On the intrapersonal level, physicians’ personal biases, whether conscious or not, affects treatment speed and efficiency of patients with different racial backgrounds. According to studies referenced in the article Can Health Care Be Cured of Racial Bias? by April Dembosky, African-Americans who present with the same symptoms and chief complaints as whites receive on average less prescription pain medication. Dembosky also states, “Black patients with chest pain are referred for advanced cardiac care less often than white patients with identical symptoms.” This chasm between whites and blacks receiving proper care adumbrates the prejudice and racism which exists in ambivalence, griping minorities with anxiety who seek treatment, while not affecting whites entirely, and completely results from health care providers acting upon their implicit biases.
Interpersonally, a lack of community understanding or acknowledgement of controversial fact perpetuates the inequality of health care outcomes. Studies, such as one published in the National Institute of Health’s National Library of Medicine stating that blacks were less likely than whites to receive opioid analgesics for the same health conditions, rarely make headlines. It is an unpopular topic of discussion to propose that those in charge of saving lives may also be treating patients differentially due to race and biases, a topic which is uncomfortable perhaps for the reason that it may install worry, and rightfully so, in such affected populations who will call upon these care providers for treatment in the future. Those who do find information on this subject may dismiss it because, similar to climate change, it is easier to dismiss an issue as being untrue than it is to try and generate a plausible solution. Whether it is due to ignorance of fact or blindness of truth, the lack of community involvement preserves the biases which leave some recipients of care behind. Were there more news coverage of such disparities, the public would pressure health institutions in which the gap is most extreme and catalyze positive change.
In the broader scope of public policy, there exists no legislation or regulation which standardizes the clinical pathways, the ideal sequence of treatment and timing of such care for a particular diagnosis, which must be followed for any patient, regardless of race. A mandatory level of standardization ensures equality for treatment of all groups, indifferent to the biases of any particular health care provider. Perhaps if such a standardization was incentivized, such as a penalty on insurance payments to the institution for differential health outcome due only to a difference in race without other complications, there could be a positive impact on reducing the difference in treatment of varying ethnicities with the same diagnosis.

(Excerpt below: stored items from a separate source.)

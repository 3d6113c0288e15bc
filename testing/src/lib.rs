//! # Admission Testing
//!
//! Test doubles for the admission queue.
//!
//! This crate provides:
//! - [`InMemoryOrderedStore`]: Redis-compatible ordering without Redis
//! - [`FlakyStore`]: the same store with injectable outages
//! - [`FixedClock`] / [`ManualClock`]: deterministic join timestamps
//! - [`MockPointsLedger`]: balances and redemption log for the ledger seam
//!
//! ## Example
//!
//! ```ignore
//! use admission_testing::{InMemoryOrderedStore, ManualClock};
//!
//! #[tokio::test]
//! async fn test_alice_goes_first() {
//!     let store = InMemoryOrderedStore::new();
//!     let clock = ManualClock::ticking(chrono::Duration::seconds(1));
//!     let queue = AdmissionQueue::new(Arc::new(store), Arc::new(clock), QueueConfig::default())?;
//!
//!     queue.join(&alice, PriorityWeight::new(3)).await?;
//!     assert_eq!(queue.position(&alice).await?, 1);
//! }
//! ```

pub mod flaky;
pub mod memory_store;

pub use flaky::{FlakyStore, StoreOp};
pub use memory_store::InMemoryOrderedStore;

/// Mock implementations of environment traits
pub mod mocks {
    use admission_core::environment::Clock;
    use admission_core::error::LedgerError;
    use admission_core::ledger::PointsLedger;
    use admission_core::types::{ClientId, PriorityWeight};
    use async_trait::async_trait;
    use chrono::{DateTime, Duration, TimeZone, Utc};
    use std::collections::HashMap;
    use std::sync::atomic::{AtomicBool, Ordering};
    use std::sync::{Arc, Mutex};

    /// Fixed clock for deterministic tests
    ///
    /// Always returns the same time, making tests reproducible.
    ///
    /// # Example
    ///
    /// ```
    /// use admission_testing::mocks::FixedClock;
    /// use admission_core::environment::Clock;
    /// use chrono::Utc;
    ///
    /// let clock = FixedClock::new(Utc::now());
    /// let time1 = clock.now();
    /// let time2 = clock.now();
    /// assert_eq!(time1, time2); // Always the same!
    /// ```
    #[derive(Debug, Clone)]
    pub struct FixedClock {
        time: DateTime<Utc>,
    }

    impl FixedClock {
        /// Create a new fixed clock with the given time
        #[must_use]
        pub const fn new(time: DateTime<Utc>) -> Self {
            Self { time }
        }
    }

    impl Clock for FixedClock {
        fn now(&self) -> DateTime<Utc> {
            self.time
        }
    }

    /// Create a default fixed clock for tests (2025-01-01 00:00:00 UTC)
    #[must_use]
    pub fn test_clock() -> FixedClock {
        FixedClock::new(epoch_2025())
    }

    fn epoch_2025() -> DateTime<Utc> {
        Utc.with_ymd_and_hms(2025, 1, 1, 0, 0, 0)
            .single()
            .unwrap_or_default()
    }

    /// Clock that only moves when told to.
    ///
    /// With [`ticking`](Self::ticking) it also advances by a fixed step after
    /// every read, so consecutive joins get strictly increasing timestamps.
    /// Clones share the same time.
    #[derive(Debug, Clone)]
    pub struct ManualClock {
        time: Arc<Mutex<DateTime<Utc>>>,
        step: Duration,
    }

    impl ManualClock {
        /// Clock frozen at `start`.
        #[must_use]
        pub fn new(start: DateTime<Utc>) -> Self {
            Self {
                time: Arc::new(Mutex::new(start)),
                step: Duration::zero(),
            }
        }

        /// Clock starting at 2025-01-01 that advances `step` after each read.
        #[must_use]
        pub fn ticking(step: Duration) -> Self {
            Self {
                time: Arc::new(Mutex::new(epoch_2025())),
                step,
            }
        }

        /// Move the clock forward.
        pub fn advance(&self, by: Duration) {
            if let Ok(mut time) = self.time.lock() {
                *time += by;
            }
        }
    }

    impl Clock for ManualClock {
        fn now(&self) -> DateTime<Utc> {
            match self.time.lock() {
                Ok(mut time) => {
                    let now = *time;
                    *time += self.step;
                    now
                }
                Err(poisoned) => *poisoned.into_inner(),
            }
        }
    }

    /// In-memory points ledger.
    ///
    /// Clients start with zero points unless funded. Redemptions are logged
    /// in order for assertions.
    #[derive(Debug, Clone, Default)]
    pub struct MockPointsLedger {
        balances: Arc<Mutex<HashMap<ClientId, u64>>>,
        redemptions: Arc<Mutex<Vec<(ClientId, u64)>>>,
        unavailable: Arc<AtomicBool>,
    }

    impl MockPointsLedger {
        /// Create an empty ledger.
        #[must_use]
        pub fn new() -> Self {
            Self::default()
        }

        /// Credit `points` to `client_id`.
        #[must_use]
        pub fn with_balance(self, client_id: &ClientId, points: u64) -> Self {
            if let Ok(mut balances) = self.balances.lock() {
                *balances.entry(client_id.clone()).or_default() += points;
            }
            self
        }

        /// Simulate the contract layer being unreachable.
        pub fn set_unavailable(&self, unavailable: bool) {
            self.unavailable.store(unavailable, Ordering::SeqCst);
        }

        /// Current balance of `client_id`.
        #[must_use]
        pub fn balance(&self, client_id: &ClientId) -> u64 {
            self.balances
                .lock()
                .map(|balances| balances.get(client_id).copied().unwrap_or(0))
                .unwrap_or(0)
        }

        /// Successful redemptions so far.
        #[must_use]
        pub fn redemptions(&self) -> Vec<(ClientId, u64)> {
            self.redemptions
                .lock()
                .map(|log| log.clone())
                .unwrap_or_default()
        }
    }

    #[async_trait]
    impl PointsLedger for MockPointsLedger {
        async fn redeem(
            &self,
            client_id: &ClientId,
            points: u64,
        ) -> Result<PriorityWeight, LedgerError> {
            if self.unavailable.load(Ordering::SeqCst) {
                return Err(LedgerError::Unavailable("mock ledger offline".into()));
            }

            let mut balances = self
                .balances
                .lock()
                .map_err(|_| LedgerError::Rejected("Mutex lock failed".into()))?;
            let available = balances.get(client_id).copied().unwrap_or(0);
            if available < points {
                return Err(LedgerError::InsufficientPoints {
                    requested: points,
                    available,
                });
            }
            balances.insert(client_id.clone(), available - points);
            drop(balances);

            if let Ok(mut log) = self.redemptions.lock() {
                log.push((client_id.clone(), points));
            }
            Ok(PriorityWeight::new(points))
        }
    }
}

/// Install a test-friendly tracing subscriber once per process.
///
/// Respects `RUST_LOG`; output goes through the test harness capture.
pub fn init_test_tracing() {
    let _ = tracing_subscriber::fmt()
        .with_env_filter(
            tracing_subscriber::EnvFilter::try_from_default_env()
                .unwrap_or_else(|_| "warn".into()),
        )
        .with_test_writer()
        .try_init();
}

// Re-export commonly used items
pub use mocks::{FixedClock, ManualClock, MockPointsLedger, test_clock};

#[cfg(test)]
mod tests {
    use super::*;
    use admission_core::environment::Clock;
    use admission_core::{ClientId, LedgerError, PointsLedger};

    #[test]
    fn test_fixed_clock() {
        let clock = test_clock();
        let time1 = clock.now();
        let time2 = clock.now();
        assert_eq!(time1, time2);
    }

    #[test]
    fn test_ticking_clock_advances_per_read() {
        let clock = ManualClock::ticking(chrono::Duration::seconds(1));
        let first = clock.now();
        let second = clock.now();
        assert_eq!(second - first, chrono::Duration::seconds(1));
    }

    #[tokio::test]
    async fn test_mock_ledger_debits_balance() {
        let alice = ClientId::parse("alice").unwrap();
        let ledger = MockPointsLedger::new().with_balance(&alice, 10);

        let weight = ledger.redeem(&alice, 4).await.unwrap();
        assert_eq!(weight.units(), 4);
        assert_eq!(ledger.balance(&alice), 6);

        let err = ledger.redeem(&alice, 7).await.unwrap_err();
        assert_eq!(
            err,
            LedgerError::InsufficientPoints {
                requested: 7,
                available: 6
            }
        );
        assert_eq!(ledger.redemptions(), vec![(alice, 4)]);
    }
}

According to the International Consortium for Health Outcomes Management, “We believe outcomes are the ultimate measure of success in health care.” If this is indeed the case, then our current health care system is blatantly failing the needs of underrepresented populations, and it is not only our responsibility, but our duty as the future of health care to establish an equity so desperately missing from our care of individuals, regardless of cultural background or ethnicity. To truly call oneself a health care provider, one must do so without difference of color or creed, for to do so is a disservice to not only the patient, but the entirety of the health care community.
What do you think is a good way to help break the cycle of prejudice and bias in our health care system? Is it feasible to dream of a health care system without prejudice?